此後,又因王國維寄錢給羅振玉作為兒媳的生活費一事,王國維與恩師羅振玉發生齟齬,雖未反目,但也到了瀕臨破裂的邊緣。
溥儀離開北京,到天津居住在張園。王國維對其仍時刻關注,時刻準備效臣子之力。1927年2月12日,王國維又一次專程趕赴天津,為溥儀祝壽。在王國維看來,不斷髮生的戰亂使溥儀的安全受到了嚴重的威脅,因此他真誠地希望溥儀能夠遷移。可是,他的忠言並不能進入溥儀的耳中,溥儀已被屑小包圍,對於王國維這樣的“忠臣”並不予重視。王國維既擔心溥儀的安危,又對自己的忠言不被代達而異常憂慮,“憤激幾泣下”。此行中,還使王國維傷心的是,他與羅振玉相遇了,二人卻未交言。
1927年3月以後,世道似乎更加混亂。迷茫的天際陰雲密佈,看不到一線光亮。清華園的師生們頗有同感。吳宓在日記中屢有記載,1927年4月3日記:“近頃人心頗皇皇,宓決擬於政局改變、黨軍得京師、清華解散之後,宓不再為教員,亦不從事他業。而但隱居京城,以作文售稿為活,中英文並行。”4月30日記:“陳寅恪於晚間來訪,談中國人之殘酷。感於李大釗等之絞死也。”5月2日記:“夕,王靜安先生來談。”5月12日記:“王靜安偕陳寅恪來。”5月26日記:“上午訪寅恪晤王靜安先生。”

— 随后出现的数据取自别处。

//! Structured logging.
//!
//! # Responsibilities
//! - Initialize the tracing subscriber
//! - Configure log level from config, overridable with `RUST_LOG`
//!
//! # Design Decisions
//! - JSON format when `observability.json` is set, pretty format otherwise
//! - Logs go to stderr so stdout stays clean for command output

use tracing_subscriber::{layer::SubscriberExt, util::SubscriberInitExt, EnvFilter};

use crate::config::ObservabilityConfig;

/// Build the filter: `RUST_LOG` wins, otherwise the configured level for this
/// crate and `warn` for dependencies.
pub fn env_filter(config: &ObservabilityConfig) -> EnvFilter {
    EnvFilter::try_from_default_env().unwrap_or_else(|_| {
        format!("ton_wallet_link={},warn", config.log_level.to_ascii_lowercase()).into()
    })
}

/// Install the global subscriber. Fails if one is already set.
pub fn init(config: &ObservabilityConfig) -> Result<(), tracing_subscriber::util::TryInitError> {
    let registry = tracing_subscriber::registry().with(env_filter(config));

    if config.json {
        registry
            .with(
                tracing_subscriber::fmt::layer()
                    .json()
                    .with_writer(std::io::stderr),
            )
            .try_init()
    } else {
        registry
            .with(
                tracing_subscriber::fmt::layer()
                    .with_target(true)
                    .with_writer(std::io::stderr),
            )
            .try_init()
    }
}
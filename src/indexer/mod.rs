//! Remote indexer integration.
//!
//! # Data Flow
//! ```text
//! IndexerConfig (base URL, failovers, API key, timeout)
//!     → client.rs (HTTP with timeouts and failover)
//!     → types.rs (response shapes, errors)
//! ```
//!
//! Idempotent GETs fail over across endpoints; the relay POST does not.

pub mod client;
pub mod types;

pub use client::IndexerClient;
pub use types::{IndexerError, IndexerResult, JettonBalance};
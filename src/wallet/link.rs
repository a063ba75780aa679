//! The application-facing wallet handle.
//!
//! Wires the provider, the mirrored store, the indexer and the transfer
//! service together and exposes the operations a UI needs: modal control,
//! the connected address, disconnect, balance lookups and transfers.

use std::sync::Arc;

use tokio::sync::broadcast;
use tokio::task::JoinHandle;

use crate::config::LinkConfig;
use crate::indexer::IndexerClient;
use crate::wallet::connector::{Network, WalletConnector};
use crate::wallet::session::{CloseReason, ModalController, ModalState, SessionSync, WalletStore};
use crate::wallet::tokens::TokenRegistry;
use crate::wallet::transfer::{
    PreparedTransfer, TransferOrigin, TransferOutcome, TransferRequest, TransferService,
};
use crate::wallet::types::{WalletError, WalletResult};

/// Balance reported when a lookup fails.
pub const FALLBACK_BALANCE: &str = "0";

pub struct WalletLink<C> {
    connector: Arc<C>,
    store: Arc<WalletStore>,
    modal: Arc<ModalController>,
    sync: SessionSync,
    indexer: IndexerClient,
    transfers: TransferService<C>,
}

impl<C: WalletConnector + 'static> WalletLink<C> {
    /// Create a handle with a fresh store.
    pub fn new(connector: Arc<C>, config: &LinkConfig) -> WalletResult<Self> {
        Self::with_store(connector, config, Arc::new(WalletStore::new()))
    }

    /// Create a handle that mirrors into an existing application store.
    pub fn with_store(
        connector: Arc<C>,
        config: &LinkConfig,
        store: Arc<WalletStore>,
    ) -> WalletResult<Self> {
        let indexer = IndexerClient::new(&config.indexer)?;
        let tokens = TokenRegistry::with_overrides(&config.tokens);
        let modal = Arc::new(ModalController::new());
        let sync = SessionSync::new(store.clone(), modal.clone());
        let transfers = TransferService::new(
            connector.clone(),
            indexer.clone(),
            tokens,
            config.transfer.clone(),
        );

        let link = Self {
            connector,
            store,
            modal,
            sync,
            indexer,
            transfers,
        };
        link.sync();
        Ok(link)
    }

    pub fn modal_state(&self) -> ModalState {
        self.modal.state()
    }

    pub fn modal(&self) -> &ModalController {
        &self.modal
    }

    pub fn open_modal(&self) {
        self.modal.open();
    }

    pub fn close_modal(&self) {
        self.modal.close(CloseReason::ActionCancelled);
    }

    /// User-friendly address of the connected wallet, if any.
    pub fn address(&self) -> Option<String> {
        self.store.address()
    }

    pub fn store(&self) -> &Arc<WalletStore> {
        &self.store
    }

    pub fn tokens(&self) -> &TokenRegistry {
        self.transfers.tokens()
    }

    /// Pull the provider's current status into the store once.
    pub fn sync(&self) -> bool {
        let status = self.connector.status().borrow().clone();
        self.sync.apply(&status)
    }

    /// Keep the store in sync with the provider in the background.
    pub fn spawn_sync(&self, shutdown: broadcast::Receiver<()>) -> JoinHandle<()> {
        self.sync.clone().spawn(self.connector.status(), shutdown)
    }

    /// Disconnect the provider, then clear the store.
    pub async fn disconnect(&self) -> WalletResult<()> {
        self.connector.disconnect().await.inspect_err(|e| {
            tracing::error!(error = %e, "Wallet disconnect failed");
        })?;
        self.store.disconnect();
        Ok(())
    }

    /// Build the request for a transfer from the connected wallet.
    pub async fn prepare_transaction(
        &self,
        request: &TransferRequest,
    ) -> WalletResult<PreparedTransfer> {
        let (address, network) = self.sender()?;
        self.transfers
            .prepare(TransferOrigin { address: &address, network }, request)
            .await
    }

    /// Send native TON, or a jetton when `request.coin` names one.
    pub async fn send_transaction(&self, request: &TransferRequest) -> WalletResult<TransferOutcome> {
        let (address, network) = self.sender().inspect_err(|e| {
            tracing::error!(error = %e, "Cannot send transaction");
        })?;
        self.transfers
            .send(TransferOrigin { address: &address, network }, request)
            .await
    }

    /// Jetton balance of `address`, `"0"` if the lookup fails for any reason.
    pub async fn fetch_token_balance(&self, address: &str, jetton_id: &str) -> String {
        match self.try_fetch_token_balance(address, jetton_id).await {
            Ok(balance) => balance,
            Err(e) => {
                tracing::error!(error = %e, address, jetton_id, "Failed to fetch token balance");
                FALLBACK_BALANCE.to_string()
            }
        }
    }

    /// Jetton balance of `address`, propagating failures.
    pub async fn try_fetch_token_balance(&self, address: &str, jetton_id: &str) -> WalletResult<String> {
        Ok(self.indexer.token_balance(address, jetton_id).await?)
    }

    /// Native balance of `address` in nanotons.
    pub async fn fetch_native_balance(&self, address: &str) -> WalletResult<u128> {
        Ok(self.indexer.account_balance(address).await?)
    }

    fn sender(&self) -> WalletResult<(String, Network)> {
        self.sync();
        let address = self.store.address().ok_or(WalletError::NotConnected)?;
        let network = self
            .connector
            .status()
            .borrow()
            .network()
            .ok_or(WalletError::NotConnected)?;
        Ok((address, network))
    }
}
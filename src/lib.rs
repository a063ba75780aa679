//! TON wallet link: connect a wallet through a wallet-connect provider, read
//! balances from a tonapi-compatible indexer, and submit TON or jetton
//! transfers.

pub mod config;
pub mod indexer;
pub mod observability;
pub mod wallet;

pub use config::LinkConfig;
pub use indexer::IndexerClient;
pub use wallet::{WalletConnector, WalletLink};
//! Wallet error definitions.

use thiserror::Error;
use tonlib_core::cell::TonCellError;

use crate::indexer::IndexerError;

/// Errors that can occur during wallet operations.
#[derive(Debug, Error)]
pub enum WalletError {
    /// No address is mirrored from the wallet-connect provider.
    #[error("Wallet is not connected")]
    NotConnected,

    /// An address could not be parsed.
    #[error("Invalid address '{address}': {reason}")]
    InvalidAddress { address: String, reason: String },

    /// An amount was not a non-negative integer in base units.
    #[error("Invalid amount '{0}': expected a non-negative integer in base units")]
    InvalidAmount(String),

    /// A forward comment does not fit into a single cell.
    #[error("Comment is {len} bytes, at most {max} fit in a transfer")]
    CommentTooLong { len: usize, max: usize },

    /// Indexer lookup or relay failed.
    #[error("Indexer error: {0}")]
    Indexer(#[from] IndexerError),

    /// Cell or BOC encoding failed.
    #[error("Payload encoding failed: {0}")]
    Encoding(#[from] TonCellError),

    /// The channel to the wallet broke before it answered.
    #[error("Wallet bridge error: {0}")]
    Bridge(String),

    /// The wallet declined the request.
    #[error("Transaction rejected by wallet: {0}")]
    Rejected(String),
}

/// Result type for wallet operations.
pub type WalletResult<T> = Result<T, WalletError>;
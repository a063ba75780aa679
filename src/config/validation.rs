//! Configuration validation.
//!
//! # Responsibilities
//! - Semantic validation (serde handles syntactic)
//! - Validate indexer URLs and timeouts
//! - Check that token overrides carry parseable addresses
//!
//! # Design Decisions
//! - Returns all validation errors, not just first
//! - Validation is pure function: LinkConfig → Result<(), Vec<ValidationError>>

use std::str::FromStr;

use tonlib_core::TonAddress;

use crate::config::schema::LinkConfig;

/// Longest validity window accepted for a transfer request (one day).
pub const MAX_VALID_FOR_SECS: u64 = 24 * 60 * 60;

/// A single semantic problem found in a configuration.
#[derive(Debug, Clone, PartialEq, Eq, thiserror::Error)]
pub enum ValidationError {
    #[error("invalid indexer URL '{url}': {reason}")]
    InvalidUrl { url: String, reason: String },

    #[error("{field} must be greater than zero")]
    Zero { field: &'static str },

    #[error("{field} must be at most {max}")]
    TooLarge { field: &'static str, max: u64 },

    #[error("token '{symbol}' has invalid master address '{address}'")]
    InvalidTokenAddress { symbol: String, address: String },

    #[error("unknown log level '{0}'")]
    LogLevel(String),
}

/// Validate a parsed configuration, collecting every error.
pub fn validate_config(config: &LinkConfig) -> Result<(), Vec<ValidationError>> {
    let mut errors = Vec::new();

    let urls = std::iter::once(&config.indexer.base_url).chain(config.indexer.failover_urls.iter());
    for url in urls {
        match url::Url::parse(url) {
            Ok(parsed) if matches!(parsed.scheme(), "http" | "https") => {}
            Ok(parsed) => errors.push(ValidationError::InvalidUrl {
                url: url.clone(),
                reason: format!("unsupported scheme '{}'", parsed.scheme()),
            }),
            Err(e) => errors.push(ValidationError::InvalidUrl {
                url: url.clone(),
                reason: e.to_string(),
            }),
        }
    }

    if config.indexer.timeout_secs == 0 {
        errors.push(ValidationError::Zero { field: "indexer.timeout_secs" });
    }
    if config.transfer.valid_for_secs == 0 {
        errors.push(ValidationError::Zero { field: "transfer.valid_for_secs" });
    } else if config.transfer.valid_for_secs > MAX_VALID_FOR_SECS {
        errors.push(ValidationError::TooLarge {
            field: "transfer.valid_for_secs",
            max: MAX_VALID_FOR_SECS,
        });
    }
    if config.transfer.jetton_attached_nanotons == 0 {
        errors.push(ValidationError::Zero { field: "transfer.jetton_attached_nanotons" });
    }

    for (symbol, address) in &config.tokens {
        if TonAddress::from_str(address).is_err() {
            errors.push(ValidationError::InvalidTokenAddress {
                symbol: symbol.clone(),
                address: address.clone(),
            });
        }
    }

    let level = config.observability.log_level.to_ascii_lowercase();
    if !matches!(level.as_str(), "trace" | "debug" | "info" | "warn" | "error") {
        errors.push(ValidationError::LogLevel(config.observability.log_level.clone()));
    }

    if errors.is_empty() {
        Ok(())
    } else {
        Err(errors)
    }
}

此時,王國維與陳寅恪、吳宓往來密切,所談者主要為動盪之局勢:既有北方奉軍張作霖殘害李大釗等人之暴行,也有南方國民黨“四一二”之大肆濫殺。他們對蔣介石、馮玉祥、國民黨、共產黨等各種情況並不瞭解,所聽到的卻多是沾滿血腥的訊息。他們自不會對時局抱樂觀的態度,尤其是原本就很悲觀的王國維。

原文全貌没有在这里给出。